Theosophists, if they are sincere, work hard at being good “information gatherers” reading as much of the theosophical teachings and writings as they can. Indeed, many try hard to improve how they are in the world by adopting a regular spiritual practice; meditation, study, perhaps adopt vegetarianism if they are not already doing so and generally are said to be “working on themselves” to be a better person as they are in the world. It’s admirable and what we need to do to start to become aware of our true spiritual origins.
We come now, in the twenty first century, from an environment where we are told we need to improve ourselves and we are blasted with media pressure to gain knowledge, look perfect, conform to the current norm of a perfect life. We all know this is impossible and yet many people tend to be drawn into this message that’s telling them that they are less than perfect and drawn into great unhappiness about themselves and their lives.
All of this terrible angst is unnecessary.
We don’t need to know all the trivial information that’s out there; we don’t need to worry about being less than perfect. We are who we are, born into this lifetime with all the karmic energies playing out in our lower selves. Born into a rich family or that of an abusive alcoholic family, a poor family, a terrible political situation or a body that is less than perfect; it is as it is; the lower-self, the product of our past, working through its karma. That’s all.
It takes effort and intent to see all the parts of ourselves, in the paradigm of our sevenfold nature, from the most mundane physical, etheric, psychic and mental aspects, (our karmic progeny), up to our highest universal mental and spiritual being.
With acceptance of who we are, in the here and now, as a complete human being, a spiritual being which is spanning millenniums of time in our manifesting journey, then the futility of our personal self at this moment becomes apparent. Our individual self is needed as a vehicle only, for our journey. As we move in awareness of who we really are, we make choices to use that part of our individual attributes which result in good consequences for the future.
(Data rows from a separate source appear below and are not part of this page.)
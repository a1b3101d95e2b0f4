//! Salesforce REST API client.
//!
//! Authenticates with the OAuth 2.0 client-credentials flow of a connected
//! app, then talks to the REST query endpoint and downloads file content from
//! the instance the token was issued for.

use super::RecordStream;
use crate::SourceClient;
use crate::error::{ErrorKind, Result};
use async_stream::stream;
use async_trait::async_trait;
use exn::ResultExt;
use serde::Deserialize;
use serde_json::Value;
use url::Url;

/// API version used when none is configured.
pub const DEFAULT_API_VERSION: &str = "58.0";

/// Connected-app credentials.
#[derive(Debug, Clone)]
pub struct Credentials {
    /// My Domain URL, e.g. `https://example.my.salesforce.com`.
    pub domain: String,
    pub consumer_key: String,
    pub consumer_secret: String,
    /// REST API version without the `v` prefix, e.g. `58.0`.
    pub api_version: String,
}

#[derive(Deserialize)]
struct TokenResponse {
    access_token: String,
    #[serde(default)]
    instance_url: Option<String>,
}

#[derive(Deserialize)]
#[serde(rename_all = "camelCase")]
struct QueryPage {
    #[serde(default)]
    done: bool,
    #[serde(default)]
    next_records_url: Option<String>,
    #[serde(default)]
    records: Vec<Value>,
}

/// Salesforce client holding an access token for one org.
///
/// # Examples
///
/// ```no_run
/// use crosscloud_source::{Credentials, SalesforceClient, SourceClient};
///
/// # async fn example() -> Result<(), Box<dyn std::error::Error>> {
/// let client = SalesforceClient::connect(
///     reqwest::Client::new(),
///     Credentials {
///         domain: "https://example.my.salesforce.com".to_string(),
///         consumer_key: "key".to_string(),
///         consumer_secret: "secret".to_string(),
///         api_version: "58.0".to_string(),
///     },
/// )
/// .await?;
/// let accounts = client.query("SELECT Id, Name FROM Account").await?;
/// # Ok(())
/// # }
/// ```
#[derive(Debug, Clone)]
pub struct SalesforceClient {
    http: reqwest::Client,
    instance: Url,
    api_version: String,
    access_token: String,
}

impl SalesforceClient {
    /// Exchange the connected-app credentials for an access token.
    ///
    /// Subsequent requests go to the `instance_url` returned with the token,
    /// falling back to the configured domain.
    pub async fn connect(http: reqwest::Client, credentials: Credentials) -> Result<Self> {
        let domain = Url::parse(&credentials.domain).or_raise(|| ErrorKind::Authentication)?;
        let token_url = domain.join("/services/oauth2/token").or_raise(|| ErrorKind::Authentication)?;
        let response = http
            .post(token_url)
            .form(&[
                ("grant_type", "client_credentials"),
                ("client_id", credentials.consumer_key.as_str()),
                ("client_secret", credentials.consumer_secret.as_str()),
            ])
            .send()
            .await
            .or_raise(|| ErrorKind::Request)?;
        let token: TokenResponse = check_status(response)
            .await
            .or_raise(|| ErrorKind::Authentication)?
            .json()
            .await
            .or_raise(|| ErrorKind::Authentication)?;
        if token.access_token.is_empty() {
            exn::bail!(ErrorKind::Authentication);
        }
        let instance = match token.instance_url.as_deref().filter(|url| !url.is_empty()) {
            Some(url) => Url::parse(url).or_raise(|| ErrorKind::Authentication)?,
            None => domain,
        };
        tracing::info!(instance = %instance, "Authenticated with Salesforce");
        Ok(Self::with_token(http, instance, credentials.api_version, token.access_token))
    }

    /// Build a client around an already issued access token.
    pub fn with_token(
        http: reqwest::Client,
        instance: Url,
        api_version: impl Into<String>,
        access_token: impl Into<String>,
    ) -> Self {
        Self {
            http,
            instance,
            api_version: api_version.into(),
            access_token: access_token.into(),
        }
    }

    /// The bearer token sent with every request.
    pub fn access_token(&self) -> &str {
        &self.access_token
    }

    fn query_url(&self, soql: &str) -> Result<Url> {
        let mut url = self.resolve(&format!("/services/data/v{}/query", self.api_version))?;
        url.query_pairs_mut().append_pair("q", soql);
        Ok(url)
    }

    /// Resolve a server-relative path (locator or `nextRecordsUrl`) against
    /// the instance URL.
    fn resolve(&self, path: &str) -> Result<Url> {
        self.instance.join(path).or_raise(|| ErrorKind::Request)
    }

    async fn get(&self, url: Url) -> Result<reqwest::Response> {
        let response = self.http.get(url).bearer_auth(&self.access_token).send().await.or_raise(|| ErrorKind::Request)?;
        check_status(response).await
    }

    async fn fetch_page(&self, url: Url) -> Result<QueryPage> {
        self.get(url).await?.json().await.or_raise(|| ErrorKind::Decode)
    }
}

async fn check_status(response: reqwest::Response) -> Result<reqwest::Response> {
    let status = response.status();
    if status.is_success() {
        return Ok(response);
    }
    let body = response.text().await.unwrap_or_default();
    tracing::debug!(status = status.as_u16(), body = %body, "Salesforce rejected request");
    exn::bail!(ErrorKind::Status(status.as_u16()))
}

#[async_trait]
impl SourceClient for SalesforceClient {
    fn name(&self) -> &str {
        "salesforce"
    }

    fn query_stream<'a>(&'a self, soql: &'a str) -> RecordStream<'a> {
        Box::pin(stream! {
            let mut next = match self.query_url(soql) {
                Ok(url) => Some(url),
                Err(e) => {
                    yield Err(e);
                    return;
                },
            };
            while let Some(url) = next.take() {
                let QueryPage { done, next_records_url, records } = match self.fetch_page(url).await {
                    Ok(page) => page,
                    Err(e) => {
                        yield Err(e);
                        return;
                    },
                };
                tracing::debug!(records = records.len(), done, "Fetched Salesforce query page");
                for record in records {
                    yield Ok(record);
                }
                if let Some(path) = next_records_url.filter(|_| !done) {
                    match self.resolve(&path) {
                        Ok(url) => next = Some(url),
                        Err(e) => {
                            yield Err(e);
                            return;
                        },
                    }
                }
            }
        })
    }

    async fn download(&self, locator: &str) -> Result<Vec<u8>> {
        let url = self.resolve(locator)?;
        let bytes = self.get(url).await?.bytes().await.or_raise(|| ErrorKind::Request)?;
        Ok(bytes.to_vec())
    }
}

#[cfg(test)]
mod tests {
    use super::*;
    use httpmock::prelude::*;
    use serde_json::json;

    fn client_for(server: &MockServer) -> SalesforceClient {
        let instance = Url::parse(&server.base_url()).unwrap();
        SalesforceClient::with_token(reqwest::Client::new(), instance, "58.0", "tok")
    }

    #[tokio::test]
    async fn test_connect_uses_instance_url() {
        let server = MockServer::start_async().await;
        let token = server
            .mock_async(|when, then| {
                when.method(POST).path("/services/oauth2/token");
                then.status(200).json_body(json!({
                    "access_token": "issued",
                    "instance_url": server.base_url(),
                    "token_type": "Bearer"
                }));
            })
            .await;
        let client = SalesforceClient::connect(
            reqwest::Client::new(),
            Credentials {
                domain: server.base_url(),
                consumer_key: "key".to_string(),
                consumer_secret: "secret".to_string(),
                api_version: DEFAULT_API_VERSION.to_string(),
            },
        )
        .await
        .unwrap();
        token.assert_async().await;
        assert_eq!(client.access_token(), "issued");
    }

    #[tokio::test]
    async fn test_connect_rejected() {
        let server = MockServer::start_async().await;
        server
            .mock_async(|when, then| {
                when.method(POST).path("/services/oauth2/token");
                then.status(400).json_body(json!({ "error": "invalid_client" }));
            })
            .await;
        let err = SalesforceClient::connect(
            reqwest::Client::new(),
            Credentials {
                domain: server.base_url(),
                consumer_key: "key".to_string(),
                consumer_secret: "wrong".to_string(),
                api_version: DEFAULT_API_VERSION.to_string(),
            },
        )
        .await
        .unwrap_err();
        assert_eq!(*err, ErrorKind::Authentication);
    }

    #[tokio::test]
    async fn test_query_follows_next_records_url() {
        let server = MockServer::start_async().await;
        let first = server
            .mock_async(|when, then| {
                when.method(GET)
                    .path("/services/data/v58.0/query")
                    .query_param("q", "SELECT Id FROM Account")
                    .header("authorization", "Bearer tok");
                then.status(200).json_body(json!({
                    "totalSize": 3,
                    "done": false,
                    "nextRecordsUrl": "/services/data/v58.0/query/01gNEXT-2000",
                    "records": [{ "Id": "001A" }, { "Id": "001B" }]
                }));
            })
            .await;
        let second = server
            .mock_async(|when, then| {
                when.method(GET).path("/services/data/v58.0/query/01gNEXT-2000");
                then.status(200).json_body(json!({
                    "totalSize": 3,
                    "done": true,
                    "records": [{ "Id": "001C" }]
                }));
            })
            .await;
        let client = client_for(&server);
        let records = client.query("SELECT Id FROM Account").await.unwrap();
        first.assert_async().await;
        second.assert_async().await;
        let ids: Vec<_> = records.iter().map(|r| r["Id"].as_str().unwrap()).collect();
        assert_eq!(ids, ["001A", "001B", "001C"]);
    }

    #[tokio::test]
    async fn test_query_error_status() {
        let server = MockServer::start_async().await;
        server
            .mock_async(|when, then| {
                when.method(GET).path("/services/data/v58.0/query");
                then.status(400).json_body(json!([{ "errorCode": "INVALID_TYPE" }]));
            })
            .await;
        let err = client_for(&server).query("SELECT Id FROM Nope").await.unwrap_err();
        assert_eq!(*err, ErrorKind::Status(400));
    }

    #[tokio::test]
    async fn test_query_as_rows() {
        let server = MockServer::start_async().await;
        server
            .mock_async(|when, then| {
                when.method(GET).path("/services/data/v58.0/query");
                then.status(200).json_body(json!({
                    "done": true,
                    "records": [{
                        "Id": "0681",
                        "Title": "Resume",
                        "VersionData": "/services/data/v58.0/sobjects/ContentVersion/0681/VersionData",
                        "FileExtension": "pdf"
                    }]
                }));
            })
            .await;
        let client = client_for(&server);
        let rows: Vec<crate::models::ContentVersionRow> =
            crate::query_as(&client, "SELECT Id, Title, VersionData, FileExtension FROM ContentVersion")
                .await
                .unwrap();
        assert_eq!(rows.len(), 1);
        assert_eq!(rows[0].title, "Resume");
    }

    #[tokio::test]
    async fn test_download_sends_bearer_token() {
        let server = MockServer::start_async().await;
        let blob = server
            .mock_async(|when, then| {
                when.method(GET)
                    .path("/services/data/v58.0/sobjects/ContentVersion/0681/VersionData")
                    .header("authorization", "Bearer tok");
                then.status(200).body("%PDF-1.7");
            })
            .await;
        let data = client_for(&server)
            .download("/services/data/v58.0/sobjects/ContentVersion/0681/VersionData")
            .await
            .unwrap();
        blob.assert_async().await;
        assert_eq!(data, b"%PDF-1.7");
    }

    #[tokio::test]
    async fn test_download_not_found() {
        let server = MockServer::start_async().await;
        server
            .mock_async(|when, then| {
                when.method(GET).path("/missing");
                then.status(404);
            })
            .await;
        let err = client_for(&server).download("/missing").await.unwrap_err();
        assert_eq!(*err, ErrorKind::Status(404));
    }
}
We are capable of having a calm clear mind, of becoming someone who listens with all his/her faculties on an energetic level and being someone who can speak truthfully and to the point. We are capable of applying theosophy today, just as it was given out in 1875.
A theosophist recently said to me that “There are few theosophists today who are willing to do the hard soul searching, ego wrenching work on oneself that is required to advance spiritually”. I think he was wrong, there are theosophists out there who can do the work. You can do the work!
I suggest that there may be something needed now, in the way it is being presented. Theosophy is actually immediate, hands on and easily applied. We need to write in a twenty first century voice while keeping the essence of the original teachings and with a focus on what is relevant today. Theosophy, if applied correctly, will always be able to refer to original teachings for confirmation of ancient esoteric truth and provide a deeper level of study for those who want it.
Often, to speak about the Lower or Higher Self, by the very nature of those words implies something less than and more than; having no connection for the average person to how they are in the world. People today know that they are here now in whatever Self it is and they want to be whole and functioning on every level of their being . I think we need to clarify that there are no lower or higher, better than or less less than parts of our being; these separate aspects of our being, as described in theosophical literature are part of our whole nature as human beings. Should we choose to launch into the exploration of the Self, we will start to “own” ourselves and take responsibility for ourselves in the world.
We are multifaceted beings with our awareness focused differently on each facet; we have the ability to refocus or change our awareness states.
I think that we will have to develop a new way of describing this applied theosophy. I think we have to start writing about it in a clear experiential way rather than continuing our endless theoretical discussions. The challenges involved in “living the life” need to be shared so that new theosophists can network and receive some practical guidance.